> _Task objective_
Each record must be printed exactly as given.
Information provided START
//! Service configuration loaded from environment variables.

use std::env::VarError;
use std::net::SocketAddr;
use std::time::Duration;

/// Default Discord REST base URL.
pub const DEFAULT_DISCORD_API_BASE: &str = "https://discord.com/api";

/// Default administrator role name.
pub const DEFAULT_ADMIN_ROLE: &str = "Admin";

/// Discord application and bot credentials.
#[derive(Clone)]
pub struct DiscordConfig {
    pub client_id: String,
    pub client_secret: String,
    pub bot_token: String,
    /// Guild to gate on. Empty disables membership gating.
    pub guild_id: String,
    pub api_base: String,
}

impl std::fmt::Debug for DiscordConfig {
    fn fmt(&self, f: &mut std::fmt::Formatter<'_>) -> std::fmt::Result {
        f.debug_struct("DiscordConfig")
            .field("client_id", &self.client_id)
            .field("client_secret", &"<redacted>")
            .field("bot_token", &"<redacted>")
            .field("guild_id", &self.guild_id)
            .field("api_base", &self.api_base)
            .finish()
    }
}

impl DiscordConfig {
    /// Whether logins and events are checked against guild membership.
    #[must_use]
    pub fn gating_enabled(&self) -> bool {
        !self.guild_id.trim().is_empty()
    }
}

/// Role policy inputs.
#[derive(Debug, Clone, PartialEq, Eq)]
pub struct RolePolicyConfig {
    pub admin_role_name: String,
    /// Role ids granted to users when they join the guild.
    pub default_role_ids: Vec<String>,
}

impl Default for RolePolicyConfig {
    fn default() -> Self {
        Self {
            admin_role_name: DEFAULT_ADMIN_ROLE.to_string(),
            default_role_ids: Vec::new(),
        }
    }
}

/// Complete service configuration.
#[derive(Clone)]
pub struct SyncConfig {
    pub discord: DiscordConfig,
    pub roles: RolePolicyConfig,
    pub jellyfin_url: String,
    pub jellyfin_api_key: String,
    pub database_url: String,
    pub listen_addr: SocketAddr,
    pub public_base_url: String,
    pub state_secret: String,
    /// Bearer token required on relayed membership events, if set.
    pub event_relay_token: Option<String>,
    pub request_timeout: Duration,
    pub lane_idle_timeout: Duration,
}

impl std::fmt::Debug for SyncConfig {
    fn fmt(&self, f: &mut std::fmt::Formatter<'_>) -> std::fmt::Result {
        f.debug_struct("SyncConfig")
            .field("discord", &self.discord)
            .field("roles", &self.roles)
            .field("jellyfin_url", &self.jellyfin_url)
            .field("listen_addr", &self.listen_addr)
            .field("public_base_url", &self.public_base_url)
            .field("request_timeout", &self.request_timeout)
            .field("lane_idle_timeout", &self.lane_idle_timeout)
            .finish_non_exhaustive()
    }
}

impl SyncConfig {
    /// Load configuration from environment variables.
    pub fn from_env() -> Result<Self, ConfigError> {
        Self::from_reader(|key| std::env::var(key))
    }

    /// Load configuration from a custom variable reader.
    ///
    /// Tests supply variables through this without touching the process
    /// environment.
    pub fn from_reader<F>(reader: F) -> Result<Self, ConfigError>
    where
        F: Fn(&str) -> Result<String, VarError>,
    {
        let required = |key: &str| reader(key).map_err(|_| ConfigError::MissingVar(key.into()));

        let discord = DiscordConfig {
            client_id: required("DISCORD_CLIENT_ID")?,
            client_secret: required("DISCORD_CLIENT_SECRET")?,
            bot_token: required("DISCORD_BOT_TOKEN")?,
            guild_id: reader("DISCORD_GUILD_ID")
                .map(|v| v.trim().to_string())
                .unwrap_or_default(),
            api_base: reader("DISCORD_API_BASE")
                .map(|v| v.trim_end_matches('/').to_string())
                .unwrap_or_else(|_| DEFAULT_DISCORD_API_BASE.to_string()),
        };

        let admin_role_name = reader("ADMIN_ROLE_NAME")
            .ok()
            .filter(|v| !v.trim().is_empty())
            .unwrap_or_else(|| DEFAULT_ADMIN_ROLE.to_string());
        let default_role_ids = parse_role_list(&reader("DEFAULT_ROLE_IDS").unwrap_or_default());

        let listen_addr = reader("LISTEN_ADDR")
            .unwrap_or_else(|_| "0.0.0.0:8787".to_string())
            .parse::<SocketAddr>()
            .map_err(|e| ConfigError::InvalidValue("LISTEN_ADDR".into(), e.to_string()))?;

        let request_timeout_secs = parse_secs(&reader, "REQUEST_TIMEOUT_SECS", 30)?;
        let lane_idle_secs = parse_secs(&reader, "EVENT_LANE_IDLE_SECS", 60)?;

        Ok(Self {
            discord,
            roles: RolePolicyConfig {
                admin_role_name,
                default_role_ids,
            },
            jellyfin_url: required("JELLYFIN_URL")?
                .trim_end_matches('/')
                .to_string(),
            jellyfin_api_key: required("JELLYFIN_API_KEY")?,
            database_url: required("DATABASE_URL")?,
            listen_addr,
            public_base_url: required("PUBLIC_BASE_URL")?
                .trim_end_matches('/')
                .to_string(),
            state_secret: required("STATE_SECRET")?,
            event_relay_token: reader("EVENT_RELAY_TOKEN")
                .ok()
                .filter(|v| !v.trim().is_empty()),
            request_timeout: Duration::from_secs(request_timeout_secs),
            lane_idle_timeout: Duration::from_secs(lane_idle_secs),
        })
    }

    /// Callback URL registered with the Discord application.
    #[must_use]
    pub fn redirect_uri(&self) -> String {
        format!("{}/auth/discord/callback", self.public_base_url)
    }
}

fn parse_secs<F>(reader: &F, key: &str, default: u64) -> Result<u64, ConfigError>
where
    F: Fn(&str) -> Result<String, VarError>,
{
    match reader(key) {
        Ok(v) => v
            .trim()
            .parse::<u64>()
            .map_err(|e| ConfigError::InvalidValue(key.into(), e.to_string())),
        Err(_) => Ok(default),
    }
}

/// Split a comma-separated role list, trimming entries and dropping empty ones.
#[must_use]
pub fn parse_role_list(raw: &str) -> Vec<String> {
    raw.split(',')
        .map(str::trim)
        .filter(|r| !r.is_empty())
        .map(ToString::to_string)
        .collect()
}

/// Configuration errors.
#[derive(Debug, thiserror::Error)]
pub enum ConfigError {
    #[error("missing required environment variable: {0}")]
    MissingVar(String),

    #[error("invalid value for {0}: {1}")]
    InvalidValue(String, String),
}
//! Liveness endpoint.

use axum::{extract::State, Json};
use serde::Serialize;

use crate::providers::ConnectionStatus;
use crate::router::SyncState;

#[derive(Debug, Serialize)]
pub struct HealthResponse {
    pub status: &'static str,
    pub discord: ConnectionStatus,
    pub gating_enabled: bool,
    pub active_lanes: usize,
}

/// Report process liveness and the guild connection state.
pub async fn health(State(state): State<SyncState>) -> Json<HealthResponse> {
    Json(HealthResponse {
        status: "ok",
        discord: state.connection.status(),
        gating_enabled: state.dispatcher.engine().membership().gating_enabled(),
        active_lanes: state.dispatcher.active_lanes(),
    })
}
Information provided END
> _Reply_
//! Service configuration loaded from environment variables.

use std::env::VarError;
use std::net::SocketAddr;
use std::time::Duration;

/// Default Discord REST base URL.
pub const DEFAULT_DISCORD_API_BASE: &str = "https://discord.com/api";

/// Default administrator role name.
pub const DEFAULT_ADMIN_ROLE: &str = "Admin";

/// Discord application and bot credentials.
#[derive(Clone)]
pub struct DiscordConfig {
    pub client_id: String,
    pub client_secret: String,
    pub bot_token: String,
    /// Guild to gate on. Empty disables membership gating.
    pub guild_id: String,
    pub api_base: String,
}

impl std::fmt::Debug for DiscordConfig {
    fn fmt(&self, f: &mut std::fmt::Formatter<'_>) -> std::fmt::Result {
        f.debug_struct("DiscordConfig")
            .field("client_id", &self.client_id)
            .field("client_secret", &"<redacted>")
            .field("bot_token", &"<redacted>")
            .field("guild_id", &self.guild_id)
            .field("api_base", &self.api_base)
            .finish()
    }
}

impl DiscordConfig {
    /// Whether logins and events are checked against guild membership.
    #[must_use]
    pub fn gating_enabled(&self) -> bool {
        !self.guild_id.trim().is_empty()
    }
}

/// Role policy inputs.
#[derive(Debug, Clone, PartialEq, Eq)]
pub struct RolePolicyConfig {
    pub admin_role_name: String,
    /// Role ids granted to users when they join the guild.
    pub default_role_ids: Vec<String>,
}

impl Default for RolePolicyConfig {
    fn default() -> Self {
        Self {
            admin_role_name: DEFAULT_ADMIN_ROLE.to_string(),
            default_role_ids: Vec::new(),
        }
    }
}

/// Complete service configuration.
#[derive(Clone)]
pub struct SyncConfig {
    pub discord: DiscordConfig,
    pub roles: RolePolicyConfig,
    pub jellyfin_url: String,
    pub jellyfin_api_key: String,
    pub database_url: String,
    pub listen_addr: SocketAddr,
    pub public_base_url: String,
    pub state_secret: String,
    /// Bearer token required on relayed membership events, if set.
    pub event_relay_token: Option<String>,
    pub request_timeout: Duration,
    pub lane_idle_timeout: Duration,
}

impl std::fmt::Debug for SyncConfig {
    fn fmt(&self, f: &mut std::fmt::Formatter<'_>) -> std::fmt::Result {
        f.debug_struct("SyncConfig")
            .field("discord", &self.discord)
            .field("roles", &self.roles)
            .field("jellyfin_url", &self.jellyfin_url)
            .field("listen_addr", &self.listen_addr)
            .field("public_base_url", &self.public_base_url)
            .field("request_timeout", &self.request_timeout)
            .field("lane_idle_timeout", &self.lane_idle_timeout)
            .finish_non_exhaustive()
    }
}

impl SyncConfig {
    /// Load configuration from environment variables.
    pub fn from_env() -> Result<Self, ConfigError> {
        Self::from_reader(|key| std::env::var(key))
    }

    /// Load configuration from a custom variable reader.
    ///
    /// Tests supply variables through this without touching the process
    /// environment.
    pub fn from_reader<F>(reader: F) -> Result<Self, ConfigError>
    where
        F: Fn(&str) -> Result<String, VarError>,
    {
        let required = |key: &str| reader(key).map_err(|_| ConfigError::MissingVar(key.into()));

        let discord = DiscordConfig {
            client_id: required("DISCORD_CLIENT_ID")?,
            client_secret: required("DISCORD_CLIENT_SECRET")?,
            bot_token: required("DISCORD_BOT_TOKEN")?,
            guild_id: reader("DISCORD_GUILD_ID")
                .map(|v| v.trim().to_string())
                .unwrap_or_default(),
            api_base: reader("DISCORD_API_BASE")
                .map(|v| v.trim_end_matches('/').to_string())
                .unwrap_or_else(|_| DEFAULT_DISCORD_API_BASE.to_string()),
        };

        let admin_role_name = reader("ADMIN_ROLE_NAME")
            .ok()
            .filter(|v| !v.trim().is_empty())
            .unwrap_or_else(|| DEFAULT_ADMIN_ROLE.to_string());
        let default_role_ids = parse_role_list(&reader("DEFAULT_ROLE_IDS").unwrap_or_default());

        let listen_addr = reader("LISTEN_ADDR")
            .unwrap_or_else(|_| "0.0.0.0:8787".to_string())
            .parse::<SocketAddr>()
            .map_err(|e| ConfigError::InvalidValue("LISTEN_ADDR".into(), e.to_string()))?;

        let request_timeout_secs = parse_secs(&reader, "REQUEST_TIMEOUT_SECS", 30)?;
        let lane_idle_secs = parse_secs(&reader, "EVENT_LANE_IDLE_SECS", 60)?;

        Ok(Self {
            discord,
            roles: RolePolicyConfig {
                admin_role_name,
                default_role_ids,
            },
            jellyfin_url: required("JELLYFIN_URL")?
                .trim_end_matches('/')
                .to_string(),
            jellyfin_api_key: required("JELLYFIN_API_KEY")?,
            database_url: required("DATABASE_URL")?,
            listen_addr,
            public_base_url: required("PUBLIC_BASE_URL")?
                .trim_end_matches('/')
                .to_string(),
            state_secret: required("STATE_SECRET")?,
            event_relay_token: reader("EVENT_RELAY_TOKEN")
                .ok()
                .filter(|v| !v.trim().is_empty()),
            request_timeout: Duration::from_secs(request_timeout_secs),
            lane_idle_timeout: Duration::from_secs(lane_idle_secs),
        })
    }

    /// Callback URL registered with the Discord application.
    #[must_use]
    pub fn redirect_uri(&self) -> String {
        format!("{}/auth/discord/callback", self.public_base_url)
    }
}

fn parse_secs<F>(reader: &F, key: &str, default: u64) -> Result<u64, ConfigError>
where
    F: Fn(&str) -> Result<String, VarError>,
{
    match reader(key) {
        Ok(v) => v
            .trim()
            .parse::<u64>()
            .map_err(|e| ConfigError::InvalidValue(key.into(), e.to_string())),
        Err(_) => Ok(default),
    }
}

/// Split a comma-separated role list, trimming entries and dropping empty ones.
#[must_use]
pub fn parse_role_list(raw: &str) -> Vec<String> {
    raw.split(',')
        .map(str::trim)
        .filter(|r| !r.is_empty())
        .map(ToString::to_string)
        .collect()
}

/// Configuration errors.
#[derive(Debug, thiserror::Error)]
pub enum ConfigError {
    #[error("missing required environment variable: {0}")]
    MissingVar(String),

    #[error("invalid value for {0}: {1}")]
    InvalidValue(String, String),
}
//! Liveness endpoint.

use axum::{extract::State, Json};
use serde::Serialize;

use crate::providers::ConnectionStatus;
use crate::router::SyncState;

#[derive(Debug, Serialize)]
pub struct HealthResponse {
    pub status: &'static str,
    pub discord: ConnectionStatus,
    pub gating_enabled: bool,
    pub active_lanes: usize,
}

/// Report process liveness and the guild connection state.
pub async fn health(State(state): State<SyncState>) -> Json<HealthResponse> {
    Json(HealthResponse {
        status: "ok",
        discord: state.connection.status(),
        gating_enabled: state.dispatcher.engine().membership().gating_enabled(),
        active_lanes: state.dispatcher.active_lanes(),
    })
}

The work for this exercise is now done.